Both sides have a total lepton number of zero. The neutron is not a lepton and the lepton numbers of the electron and electron antineutrino cancel each other out.

Therefore, the lepton number is conserved.

Muon decay

The muon has a mass of $$200m_e$$, where $$m_e$$​ is the mass of an electron. The muon also has a lifetime of $$2.2\,\mu s$$. After that, they decay into three particles consisting of an electron or positron and two neutrinos, depending on whether the muon is a particle or antiparticle.

​$$\mu^- \to e^- + \overline{\nu}_e + \nu_\mu$$​​

​$$\mu^+ \to e^+ + \nu_e + \overline{\nu}_\mu$$​​

Strange particles

Strange particles are particles that have a non-zero value of strangeness quantum number. This non-zero value arises when a particle is made with a strange quark or strange antiquark. The strange quark is one of the six types of quark that make up some particles.
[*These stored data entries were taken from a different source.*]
//! In-process collections guarded by one mutex each.

use super::snapshot::SnapshotFile;
use super::{ensure_key_unchanged, Collection, PasteCollection};
use crate::error::AppError;
use crate::models::{Paste, Record};
use chrono::{DateTime, Utc};
use std::path::Path;
use std::sync::{Mutex, MutexGuard};

/// Insertion-ordered records behind a single lock.
///
/// With a snapshot attached, every mutation is applied to a copy, written to
/// disk, and only then swapped in, all while the lock is held. A failed write
/// leaves the in-memory state untouched.
pub struct MemoryCollection<T: Record> {
    records: Mutex<Vec<T>>,
    snapshot: Option<SnapshotFile>,
}

impl<T: Record> Default for MemoryCollection<T> {
    fn default() -> Self {
        Self::new()
    }
}

impl<T: Record> MemoryCollection<T> {
    pub fn new() -> Self {
        Self {
            records: Mutex::new(Vec::new()),
            snapshot: None,
        }
    }

    /// Load `dir/<kind file>` and keep it in sync with every mutation.
    ///
    /// # Errors
    /// Returns an error when the snapshot cannot be read or parsed.
    pub fn with_snapshot(dir: &Path) -> Result<Self, AppError> {
        let snapshot = SnapshotFile::new(dir.join(T::KIND.file_name()));
        let records = snapshot.load::<T>()?;
        Ok(Self {
            records: Mutex::new(records),
            snapshot: Some(snapshot),
        })
    }

    fn lock(&self) -> Result<MutexGuard<'_, Vec<T>>, AppError> {
        self.records
            .lock()
            .map_err(|_| AppError::poisoned(T::KIND.as_str()))
    }

    fn write<R>(
        &self,
        mutate: impl FnOnce(&mut Vec<T>) -> Result<R, AppError>,
    ) -> Result<R, AppError> {
        let mut records = self.lock()?;
        match &self.snapshot {
            None => mutate(&mut records),
            Some(snapshot) => {
                let mut next = records.clone();
                let out = mutate(&mut next)?;
                snapshot.write(&next)?;
                *records = next;
                Ok(out)
            }
        }
    }
}

fn position<T: Record>(records: &[T], id: &str) -> Option<usize> {
    records.iter().position(|record| record.key() == id)
}

impl<T: Record> Collection<T> for MemoryCollection<T> {
    fn save(&self, record: &T) -> Result<(), AppError> {
        let key = record.key();
        self.write(|records| {
            match position(records, &key) {
                Some(index) => records[index] = record.clone(),
                None => records.push(record.clone()),
            }
            Ok(())
        })
    }

    fn insert_new(&self, record: &T) -> Result<(), AppError> {
        let key = record.key();
        self.write(|records| {
            if position(records, &key).is_some() {
                return Err(AppError::Conflict(format!(
                    "{} '{}' already exists",
                    T::KIND,
                    key
                )));
            }
            records.push(record.clone());
            Ok(())
        })
    }

    fn get(&self, id: &str) -> Result<T, AppError> {
        let records = self.lock()?;
        position(&records, id)
            .map(|index| records[index].clone())
            .ok_or(AppError::NotFound)
    }

    fn delete(&self, id: &str) -> Result<(), AppError> {
        self.write(|records| {
            let index = position(records, id).ok_or(AppError::NotFound)?;
            records.remove(index);
            Ok(())
        })
    }

    fn list(&self) -> Result<Vec<T>, AppError> {
        Ok(self.lock()?.clone())
    }

    fn count(&self) -> Result<usize, AppError> {
        Ok(self.lock()?.len())
    }

    fn modify(&self, id: &str, apply: &mut dyn FnMut(&mut T)) -> Result<T, AppError> {
        self.write(|records| {
            let index = position(records, id).ok_or(AppError::NotFound)?;
            let mut updated = records[index].clone();
            apply(&mut updated);
            ensure_key_unchanged(id, &updated)?;
            records[index] = updated.clone();
            Ok(updated)
        })
    }
}

impl PasteCollection for MemoryCollection<Paste> {
    fn get_by_hash(&self, hash: &str) -> Result<Paste, AppError> {
        let records = self.lock()?;
        records
            .iter()
            .find(|paste| paste.hash == hash)
            .cloned()
            .ok_or(AppError::NotFound)
    }

    fn delete_expired(&self, now: DateTime<Utc>) -> Result<Vec<Paste>, AppError> {
        {
            let records = self.lock()?;
            if !records.iter().any(|paste| paste.is_expired(now)) {
                return Ok(Vec::new());
            }
        }
        self.write(|records| {
            let (expired, live): (Vec<Paste>, Vec<Paste>) = std::mem::take(records)
                .into_iter()
                .partition(|paste| paste.is_expired(now));
            *records = live;
            Ok(expired)
        })
    }
}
Strange particles are always produced in pairs by the strong nuclear force, but decay through the weak nuclear force. Furthermore, strangeness is conserved during the production of these strange particle pairs (pair production) but not during their individual decays.

Example

The kaon is a strange particle that can be produced from four different quark configurations. Two of these types are produced through proton-proton collision. Show that during production, strangeness is conserved.

Kaon production is given by the following interaction:

$$p+p \to p + p + K^+ +K^-$$​​

where $$p$$ denotes a proton and $$K$$ denotes a kaon. To validate that strangeness is conserved, check both sides and see if the resulting strangeness values are the same.

$$0+0 \to 0 + 0 + 1 - 1$$​​

The kaons are the only particles with strangeness. $$K^+$$has a strangeness of $$+1$$​, while $$K^-$$has a strangeness of $$-1$$. The two cancel each other out and strangeness is conserved.

Strangeness is not conserved during decay. A kaon can decay into a muon through the following interaction.

​$$K^- \to \mu^- + \overline{\nu}_\mu$$​​

The left side of this interaction has a strangeness of $$-1$$ due to the kaon, but the products contain no strange quarks and thus has a strangeness of zero, showing that strangeness is not conserved.